## [Task input]
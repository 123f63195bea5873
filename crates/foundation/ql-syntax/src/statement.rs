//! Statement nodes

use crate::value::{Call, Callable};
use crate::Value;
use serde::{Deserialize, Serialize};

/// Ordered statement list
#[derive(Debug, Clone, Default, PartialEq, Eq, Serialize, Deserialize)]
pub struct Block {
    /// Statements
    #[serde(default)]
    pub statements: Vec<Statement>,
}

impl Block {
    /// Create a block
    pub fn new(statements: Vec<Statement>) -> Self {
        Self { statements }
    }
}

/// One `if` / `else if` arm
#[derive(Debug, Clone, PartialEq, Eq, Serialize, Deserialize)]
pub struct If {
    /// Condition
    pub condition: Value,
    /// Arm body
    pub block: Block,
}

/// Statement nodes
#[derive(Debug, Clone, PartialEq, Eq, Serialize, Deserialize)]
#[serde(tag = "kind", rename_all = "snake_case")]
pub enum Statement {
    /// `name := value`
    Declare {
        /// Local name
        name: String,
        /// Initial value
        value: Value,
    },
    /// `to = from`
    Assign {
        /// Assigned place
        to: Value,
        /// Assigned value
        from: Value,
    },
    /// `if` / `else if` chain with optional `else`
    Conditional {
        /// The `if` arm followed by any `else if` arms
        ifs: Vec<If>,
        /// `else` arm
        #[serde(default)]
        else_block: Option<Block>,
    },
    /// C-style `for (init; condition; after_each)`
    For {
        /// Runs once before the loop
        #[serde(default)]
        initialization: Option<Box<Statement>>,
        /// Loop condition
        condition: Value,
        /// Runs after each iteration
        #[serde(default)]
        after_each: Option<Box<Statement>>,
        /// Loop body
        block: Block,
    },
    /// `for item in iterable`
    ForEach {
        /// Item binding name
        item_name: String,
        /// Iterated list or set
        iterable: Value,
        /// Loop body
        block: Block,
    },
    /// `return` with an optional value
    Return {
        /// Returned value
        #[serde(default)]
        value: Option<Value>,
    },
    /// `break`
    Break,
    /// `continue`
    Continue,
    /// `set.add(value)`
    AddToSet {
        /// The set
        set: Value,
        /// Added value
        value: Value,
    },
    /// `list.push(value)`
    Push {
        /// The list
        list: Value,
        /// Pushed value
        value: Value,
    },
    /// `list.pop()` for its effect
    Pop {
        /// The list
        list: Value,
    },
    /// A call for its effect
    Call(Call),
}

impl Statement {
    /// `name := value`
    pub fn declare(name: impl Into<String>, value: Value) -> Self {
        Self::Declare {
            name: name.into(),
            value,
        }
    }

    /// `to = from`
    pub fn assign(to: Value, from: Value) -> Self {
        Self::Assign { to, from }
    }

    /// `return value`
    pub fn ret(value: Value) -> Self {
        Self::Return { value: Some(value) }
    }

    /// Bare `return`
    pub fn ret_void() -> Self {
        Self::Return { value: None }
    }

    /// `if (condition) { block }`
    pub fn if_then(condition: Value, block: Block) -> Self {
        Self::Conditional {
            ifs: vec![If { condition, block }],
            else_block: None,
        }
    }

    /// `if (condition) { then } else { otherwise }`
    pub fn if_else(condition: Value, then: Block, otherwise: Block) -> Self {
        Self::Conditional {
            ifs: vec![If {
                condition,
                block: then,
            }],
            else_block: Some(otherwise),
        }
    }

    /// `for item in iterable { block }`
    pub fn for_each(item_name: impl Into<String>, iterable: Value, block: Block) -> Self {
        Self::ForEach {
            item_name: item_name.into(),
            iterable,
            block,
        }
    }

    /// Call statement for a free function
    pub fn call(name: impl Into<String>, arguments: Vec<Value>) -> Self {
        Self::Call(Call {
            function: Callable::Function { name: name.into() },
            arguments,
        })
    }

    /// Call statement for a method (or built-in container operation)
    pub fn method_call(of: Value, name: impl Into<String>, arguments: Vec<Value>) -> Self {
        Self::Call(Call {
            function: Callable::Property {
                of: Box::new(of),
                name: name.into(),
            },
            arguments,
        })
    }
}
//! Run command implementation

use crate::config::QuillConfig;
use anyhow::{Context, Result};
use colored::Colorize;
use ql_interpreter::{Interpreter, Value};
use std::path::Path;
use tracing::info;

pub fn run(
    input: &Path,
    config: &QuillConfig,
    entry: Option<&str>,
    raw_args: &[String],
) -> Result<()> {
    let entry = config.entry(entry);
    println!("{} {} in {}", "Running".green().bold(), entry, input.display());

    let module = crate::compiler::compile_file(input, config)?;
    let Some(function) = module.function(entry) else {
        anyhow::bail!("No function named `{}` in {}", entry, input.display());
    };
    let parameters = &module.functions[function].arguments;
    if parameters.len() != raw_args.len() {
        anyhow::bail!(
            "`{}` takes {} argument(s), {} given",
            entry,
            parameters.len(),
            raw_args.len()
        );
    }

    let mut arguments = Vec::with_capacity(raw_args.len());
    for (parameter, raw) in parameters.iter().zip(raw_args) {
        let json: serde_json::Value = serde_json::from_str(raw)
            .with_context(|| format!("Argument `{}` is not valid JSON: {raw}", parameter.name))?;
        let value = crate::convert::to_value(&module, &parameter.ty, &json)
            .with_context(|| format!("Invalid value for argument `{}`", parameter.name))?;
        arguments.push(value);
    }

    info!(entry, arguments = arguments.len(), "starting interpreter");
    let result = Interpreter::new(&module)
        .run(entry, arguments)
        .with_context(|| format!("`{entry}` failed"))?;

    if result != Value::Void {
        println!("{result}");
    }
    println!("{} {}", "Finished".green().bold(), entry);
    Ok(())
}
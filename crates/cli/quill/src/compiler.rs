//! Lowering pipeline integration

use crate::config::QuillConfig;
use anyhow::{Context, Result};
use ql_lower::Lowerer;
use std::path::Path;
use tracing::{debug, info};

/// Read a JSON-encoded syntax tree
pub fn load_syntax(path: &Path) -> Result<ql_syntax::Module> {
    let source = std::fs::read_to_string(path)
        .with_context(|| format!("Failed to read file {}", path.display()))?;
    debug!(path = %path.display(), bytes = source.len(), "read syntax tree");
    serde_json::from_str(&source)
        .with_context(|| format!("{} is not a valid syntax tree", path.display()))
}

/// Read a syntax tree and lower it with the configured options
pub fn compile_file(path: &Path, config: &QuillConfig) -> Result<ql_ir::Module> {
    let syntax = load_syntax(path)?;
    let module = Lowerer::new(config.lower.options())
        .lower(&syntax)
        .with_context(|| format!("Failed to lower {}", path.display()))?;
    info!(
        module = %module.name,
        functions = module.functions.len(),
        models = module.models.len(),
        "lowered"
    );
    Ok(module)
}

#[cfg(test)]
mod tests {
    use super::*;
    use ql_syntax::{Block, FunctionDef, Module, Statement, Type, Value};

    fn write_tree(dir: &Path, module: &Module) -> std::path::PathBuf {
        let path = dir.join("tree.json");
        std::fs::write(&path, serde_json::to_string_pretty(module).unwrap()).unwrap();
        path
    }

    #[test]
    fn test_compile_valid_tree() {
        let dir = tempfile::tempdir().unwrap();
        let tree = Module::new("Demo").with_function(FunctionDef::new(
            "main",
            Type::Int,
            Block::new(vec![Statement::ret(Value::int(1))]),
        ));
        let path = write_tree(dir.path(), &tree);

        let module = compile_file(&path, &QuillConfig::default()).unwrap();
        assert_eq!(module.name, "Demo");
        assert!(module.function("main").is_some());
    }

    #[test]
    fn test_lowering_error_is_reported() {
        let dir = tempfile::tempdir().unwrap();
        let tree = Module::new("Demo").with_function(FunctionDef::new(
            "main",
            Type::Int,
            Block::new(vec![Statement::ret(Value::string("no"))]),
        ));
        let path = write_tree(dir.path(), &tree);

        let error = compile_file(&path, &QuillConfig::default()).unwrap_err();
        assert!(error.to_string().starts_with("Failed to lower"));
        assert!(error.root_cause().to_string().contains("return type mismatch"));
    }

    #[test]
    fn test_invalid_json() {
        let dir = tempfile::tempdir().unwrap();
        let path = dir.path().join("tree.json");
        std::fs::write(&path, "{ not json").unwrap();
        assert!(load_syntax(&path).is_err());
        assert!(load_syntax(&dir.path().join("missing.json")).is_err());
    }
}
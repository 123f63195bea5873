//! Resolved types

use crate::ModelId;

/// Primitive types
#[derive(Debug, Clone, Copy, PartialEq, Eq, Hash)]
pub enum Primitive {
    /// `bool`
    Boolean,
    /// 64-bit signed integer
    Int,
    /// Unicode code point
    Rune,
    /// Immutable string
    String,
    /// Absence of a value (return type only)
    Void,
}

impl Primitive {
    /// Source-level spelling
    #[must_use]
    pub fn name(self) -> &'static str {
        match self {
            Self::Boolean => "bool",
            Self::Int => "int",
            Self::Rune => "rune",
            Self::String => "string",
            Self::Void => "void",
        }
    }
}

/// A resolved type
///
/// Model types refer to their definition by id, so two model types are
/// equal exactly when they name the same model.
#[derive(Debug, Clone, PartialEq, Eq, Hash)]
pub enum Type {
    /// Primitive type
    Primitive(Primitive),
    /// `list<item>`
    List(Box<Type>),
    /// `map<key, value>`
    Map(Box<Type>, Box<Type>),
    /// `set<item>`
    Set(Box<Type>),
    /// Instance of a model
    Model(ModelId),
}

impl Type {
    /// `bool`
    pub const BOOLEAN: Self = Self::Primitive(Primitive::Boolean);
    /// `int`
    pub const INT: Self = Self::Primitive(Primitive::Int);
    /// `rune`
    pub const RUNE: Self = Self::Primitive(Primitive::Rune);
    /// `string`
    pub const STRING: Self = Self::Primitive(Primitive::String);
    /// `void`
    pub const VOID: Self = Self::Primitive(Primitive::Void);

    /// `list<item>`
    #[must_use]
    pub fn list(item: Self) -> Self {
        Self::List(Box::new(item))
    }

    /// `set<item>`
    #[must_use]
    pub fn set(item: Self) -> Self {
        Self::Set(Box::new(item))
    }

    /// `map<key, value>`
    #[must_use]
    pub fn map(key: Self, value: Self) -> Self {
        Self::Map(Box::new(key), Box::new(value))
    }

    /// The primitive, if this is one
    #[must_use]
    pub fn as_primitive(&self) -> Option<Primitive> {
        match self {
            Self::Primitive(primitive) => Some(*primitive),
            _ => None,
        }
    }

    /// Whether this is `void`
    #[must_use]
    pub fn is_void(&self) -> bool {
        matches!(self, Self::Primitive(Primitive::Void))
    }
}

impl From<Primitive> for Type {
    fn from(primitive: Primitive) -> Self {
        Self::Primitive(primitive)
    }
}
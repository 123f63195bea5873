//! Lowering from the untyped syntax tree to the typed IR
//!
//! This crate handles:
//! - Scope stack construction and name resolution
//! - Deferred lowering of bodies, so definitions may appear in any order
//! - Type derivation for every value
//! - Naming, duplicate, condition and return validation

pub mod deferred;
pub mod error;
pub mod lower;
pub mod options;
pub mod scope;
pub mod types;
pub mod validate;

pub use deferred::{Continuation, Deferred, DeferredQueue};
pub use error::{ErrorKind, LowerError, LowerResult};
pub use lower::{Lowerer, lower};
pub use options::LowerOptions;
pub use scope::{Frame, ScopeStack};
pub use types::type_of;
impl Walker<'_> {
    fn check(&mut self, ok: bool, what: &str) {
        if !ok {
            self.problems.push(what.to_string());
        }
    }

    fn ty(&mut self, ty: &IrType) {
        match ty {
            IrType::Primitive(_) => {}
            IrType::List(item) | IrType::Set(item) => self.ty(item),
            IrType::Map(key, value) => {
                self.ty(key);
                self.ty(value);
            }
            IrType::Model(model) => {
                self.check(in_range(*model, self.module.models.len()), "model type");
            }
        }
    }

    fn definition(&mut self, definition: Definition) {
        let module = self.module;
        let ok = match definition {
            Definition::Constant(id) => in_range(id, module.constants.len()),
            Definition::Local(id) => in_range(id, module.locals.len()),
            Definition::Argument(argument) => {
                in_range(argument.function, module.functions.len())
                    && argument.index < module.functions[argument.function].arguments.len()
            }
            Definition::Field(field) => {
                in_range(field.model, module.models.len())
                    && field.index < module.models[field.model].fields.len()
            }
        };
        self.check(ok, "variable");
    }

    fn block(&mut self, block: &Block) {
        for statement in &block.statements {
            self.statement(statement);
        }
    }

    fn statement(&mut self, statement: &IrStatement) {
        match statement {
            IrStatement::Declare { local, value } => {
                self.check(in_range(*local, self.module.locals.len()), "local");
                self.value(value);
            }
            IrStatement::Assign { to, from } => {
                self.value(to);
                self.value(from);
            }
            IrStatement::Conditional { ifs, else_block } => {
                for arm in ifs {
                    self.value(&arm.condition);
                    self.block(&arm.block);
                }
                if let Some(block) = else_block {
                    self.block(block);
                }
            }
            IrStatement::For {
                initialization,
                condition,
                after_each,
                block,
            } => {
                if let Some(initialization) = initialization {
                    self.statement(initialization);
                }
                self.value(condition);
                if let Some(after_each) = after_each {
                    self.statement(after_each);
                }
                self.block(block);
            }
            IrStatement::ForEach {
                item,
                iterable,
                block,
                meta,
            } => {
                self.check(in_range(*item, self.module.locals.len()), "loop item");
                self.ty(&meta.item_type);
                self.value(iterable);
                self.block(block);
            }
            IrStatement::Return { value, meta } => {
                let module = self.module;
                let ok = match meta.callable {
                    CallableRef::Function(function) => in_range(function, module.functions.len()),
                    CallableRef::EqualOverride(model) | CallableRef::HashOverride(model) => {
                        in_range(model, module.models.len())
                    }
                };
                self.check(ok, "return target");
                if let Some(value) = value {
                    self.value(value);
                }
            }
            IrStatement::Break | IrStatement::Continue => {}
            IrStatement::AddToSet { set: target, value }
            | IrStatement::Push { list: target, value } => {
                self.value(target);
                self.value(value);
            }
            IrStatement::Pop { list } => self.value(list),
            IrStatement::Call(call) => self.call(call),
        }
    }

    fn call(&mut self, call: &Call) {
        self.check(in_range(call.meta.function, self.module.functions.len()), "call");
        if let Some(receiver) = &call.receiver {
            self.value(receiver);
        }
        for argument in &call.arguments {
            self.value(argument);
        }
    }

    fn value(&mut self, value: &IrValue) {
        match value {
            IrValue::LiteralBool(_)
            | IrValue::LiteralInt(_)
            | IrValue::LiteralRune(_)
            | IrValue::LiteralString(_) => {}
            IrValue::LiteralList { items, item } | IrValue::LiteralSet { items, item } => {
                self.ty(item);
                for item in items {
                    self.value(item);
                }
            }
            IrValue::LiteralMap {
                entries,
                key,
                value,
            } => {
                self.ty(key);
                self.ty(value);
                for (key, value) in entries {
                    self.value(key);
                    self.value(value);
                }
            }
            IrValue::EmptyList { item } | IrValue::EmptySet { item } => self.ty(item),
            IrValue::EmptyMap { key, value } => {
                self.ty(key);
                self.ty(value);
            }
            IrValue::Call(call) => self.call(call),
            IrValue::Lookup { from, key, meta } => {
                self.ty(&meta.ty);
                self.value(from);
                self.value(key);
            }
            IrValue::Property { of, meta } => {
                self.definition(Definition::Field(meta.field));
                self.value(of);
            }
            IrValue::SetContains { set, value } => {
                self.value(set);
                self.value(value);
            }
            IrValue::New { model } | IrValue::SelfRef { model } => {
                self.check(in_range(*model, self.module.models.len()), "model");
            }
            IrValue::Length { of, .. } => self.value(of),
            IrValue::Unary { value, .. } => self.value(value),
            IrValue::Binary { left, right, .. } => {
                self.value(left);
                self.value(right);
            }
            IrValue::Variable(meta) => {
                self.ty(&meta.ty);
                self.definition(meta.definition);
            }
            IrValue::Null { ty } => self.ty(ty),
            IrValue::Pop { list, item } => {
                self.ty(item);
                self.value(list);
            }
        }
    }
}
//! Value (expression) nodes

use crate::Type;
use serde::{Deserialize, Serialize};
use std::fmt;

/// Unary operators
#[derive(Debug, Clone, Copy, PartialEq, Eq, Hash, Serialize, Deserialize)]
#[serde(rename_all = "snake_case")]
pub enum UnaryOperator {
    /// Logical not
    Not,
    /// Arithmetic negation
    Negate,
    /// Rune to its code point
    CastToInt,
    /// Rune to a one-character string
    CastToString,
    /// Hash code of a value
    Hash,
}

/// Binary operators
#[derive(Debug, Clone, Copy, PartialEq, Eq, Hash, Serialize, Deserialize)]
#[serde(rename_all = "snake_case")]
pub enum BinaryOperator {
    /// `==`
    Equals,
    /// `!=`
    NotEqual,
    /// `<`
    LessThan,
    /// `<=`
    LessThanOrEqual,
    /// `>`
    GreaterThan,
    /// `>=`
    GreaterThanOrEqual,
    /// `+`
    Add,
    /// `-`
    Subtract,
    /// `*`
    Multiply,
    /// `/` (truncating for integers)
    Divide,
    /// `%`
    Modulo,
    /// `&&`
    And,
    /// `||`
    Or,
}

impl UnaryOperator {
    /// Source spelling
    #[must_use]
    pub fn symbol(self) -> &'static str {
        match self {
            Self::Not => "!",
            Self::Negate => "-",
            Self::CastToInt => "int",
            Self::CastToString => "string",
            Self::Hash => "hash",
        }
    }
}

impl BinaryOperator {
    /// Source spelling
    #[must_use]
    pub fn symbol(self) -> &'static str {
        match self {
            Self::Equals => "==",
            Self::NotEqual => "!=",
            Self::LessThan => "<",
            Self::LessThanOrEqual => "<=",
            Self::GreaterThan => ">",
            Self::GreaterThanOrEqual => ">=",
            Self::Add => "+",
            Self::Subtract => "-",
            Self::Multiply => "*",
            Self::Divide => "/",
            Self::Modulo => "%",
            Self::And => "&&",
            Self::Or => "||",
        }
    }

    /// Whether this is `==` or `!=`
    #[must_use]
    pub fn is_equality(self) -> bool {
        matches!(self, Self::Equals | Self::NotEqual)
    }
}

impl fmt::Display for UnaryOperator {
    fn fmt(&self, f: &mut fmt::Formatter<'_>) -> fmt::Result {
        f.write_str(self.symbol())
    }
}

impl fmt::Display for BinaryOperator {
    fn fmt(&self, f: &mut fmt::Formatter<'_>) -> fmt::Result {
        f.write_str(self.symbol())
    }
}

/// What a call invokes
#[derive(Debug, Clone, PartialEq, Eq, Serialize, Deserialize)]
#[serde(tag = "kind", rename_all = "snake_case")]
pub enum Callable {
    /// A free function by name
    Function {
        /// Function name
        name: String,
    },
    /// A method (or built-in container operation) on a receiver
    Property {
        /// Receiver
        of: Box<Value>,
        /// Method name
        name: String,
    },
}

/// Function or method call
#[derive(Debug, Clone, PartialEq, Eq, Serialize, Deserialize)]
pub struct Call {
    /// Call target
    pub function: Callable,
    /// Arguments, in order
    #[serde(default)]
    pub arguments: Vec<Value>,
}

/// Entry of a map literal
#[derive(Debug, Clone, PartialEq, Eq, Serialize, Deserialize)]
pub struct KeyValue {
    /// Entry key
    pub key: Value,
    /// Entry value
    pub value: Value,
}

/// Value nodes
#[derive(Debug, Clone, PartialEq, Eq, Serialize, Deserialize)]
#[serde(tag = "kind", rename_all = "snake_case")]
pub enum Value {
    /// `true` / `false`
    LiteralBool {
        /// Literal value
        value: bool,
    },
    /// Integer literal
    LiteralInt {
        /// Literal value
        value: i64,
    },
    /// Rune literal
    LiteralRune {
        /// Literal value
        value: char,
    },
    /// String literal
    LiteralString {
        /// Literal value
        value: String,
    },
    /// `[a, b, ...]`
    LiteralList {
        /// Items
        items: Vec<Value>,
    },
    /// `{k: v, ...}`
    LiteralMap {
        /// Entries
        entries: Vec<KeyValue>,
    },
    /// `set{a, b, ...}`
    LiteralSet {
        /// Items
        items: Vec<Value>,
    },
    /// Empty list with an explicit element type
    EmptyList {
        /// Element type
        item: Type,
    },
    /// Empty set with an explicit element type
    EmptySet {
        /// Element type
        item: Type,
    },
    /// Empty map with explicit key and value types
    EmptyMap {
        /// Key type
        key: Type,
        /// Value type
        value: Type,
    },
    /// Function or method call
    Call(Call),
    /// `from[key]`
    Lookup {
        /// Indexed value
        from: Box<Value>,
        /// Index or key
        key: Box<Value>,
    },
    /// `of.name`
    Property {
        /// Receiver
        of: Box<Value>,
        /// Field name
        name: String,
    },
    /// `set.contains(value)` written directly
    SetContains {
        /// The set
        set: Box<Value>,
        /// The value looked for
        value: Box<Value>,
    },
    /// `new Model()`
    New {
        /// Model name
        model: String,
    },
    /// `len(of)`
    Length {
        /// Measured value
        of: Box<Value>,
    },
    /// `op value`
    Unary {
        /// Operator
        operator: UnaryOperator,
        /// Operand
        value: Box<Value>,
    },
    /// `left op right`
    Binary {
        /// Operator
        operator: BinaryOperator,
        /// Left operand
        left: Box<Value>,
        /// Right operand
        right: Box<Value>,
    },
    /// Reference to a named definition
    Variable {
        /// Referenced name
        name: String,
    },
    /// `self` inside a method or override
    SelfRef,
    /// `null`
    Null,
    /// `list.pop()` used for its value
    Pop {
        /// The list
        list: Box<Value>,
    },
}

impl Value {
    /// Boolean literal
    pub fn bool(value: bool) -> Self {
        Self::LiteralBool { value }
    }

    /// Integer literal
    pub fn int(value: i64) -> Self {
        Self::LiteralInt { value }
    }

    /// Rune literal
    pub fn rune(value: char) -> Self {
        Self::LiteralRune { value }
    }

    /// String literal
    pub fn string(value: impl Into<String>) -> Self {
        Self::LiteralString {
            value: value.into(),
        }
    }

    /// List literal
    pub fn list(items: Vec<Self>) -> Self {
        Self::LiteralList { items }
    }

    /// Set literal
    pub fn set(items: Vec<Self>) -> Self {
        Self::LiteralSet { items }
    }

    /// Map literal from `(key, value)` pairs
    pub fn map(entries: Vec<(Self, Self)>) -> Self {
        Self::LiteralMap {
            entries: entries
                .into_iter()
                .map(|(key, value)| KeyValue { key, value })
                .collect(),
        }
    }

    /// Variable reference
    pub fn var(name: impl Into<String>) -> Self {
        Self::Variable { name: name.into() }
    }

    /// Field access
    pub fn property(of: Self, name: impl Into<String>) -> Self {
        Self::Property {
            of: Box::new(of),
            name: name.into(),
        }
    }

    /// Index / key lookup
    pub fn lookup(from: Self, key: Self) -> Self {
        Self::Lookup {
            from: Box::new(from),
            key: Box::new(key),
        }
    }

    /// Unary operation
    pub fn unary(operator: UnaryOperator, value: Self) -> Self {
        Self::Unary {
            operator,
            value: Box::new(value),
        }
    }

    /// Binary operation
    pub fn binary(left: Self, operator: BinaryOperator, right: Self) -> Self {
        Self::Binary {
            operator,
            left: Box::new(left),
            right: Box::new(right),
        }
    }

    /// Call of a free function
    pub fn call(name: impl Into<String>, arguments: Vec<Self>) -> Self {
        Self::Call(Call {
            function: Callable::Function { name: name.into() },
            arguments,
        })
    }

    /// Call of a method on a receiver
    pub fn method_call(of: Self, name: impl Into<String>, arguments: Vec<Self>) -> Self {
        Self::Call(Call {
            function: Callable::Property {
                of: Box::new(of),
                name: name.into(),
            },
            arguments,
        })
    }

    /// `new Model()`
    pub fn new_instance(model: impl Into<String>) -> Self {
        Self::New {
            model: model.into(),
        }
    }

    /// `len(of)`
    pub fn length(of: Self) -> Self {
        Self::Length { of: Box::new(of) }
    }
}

## [What you are asked to do]
Among the entries above, which lines include "Conditional"? List them all.

## [Response area]
    Conditional {
        Self::Conditional {
        Self::Conditional {
            IrStatement::Conditional { ifs, else_block } => {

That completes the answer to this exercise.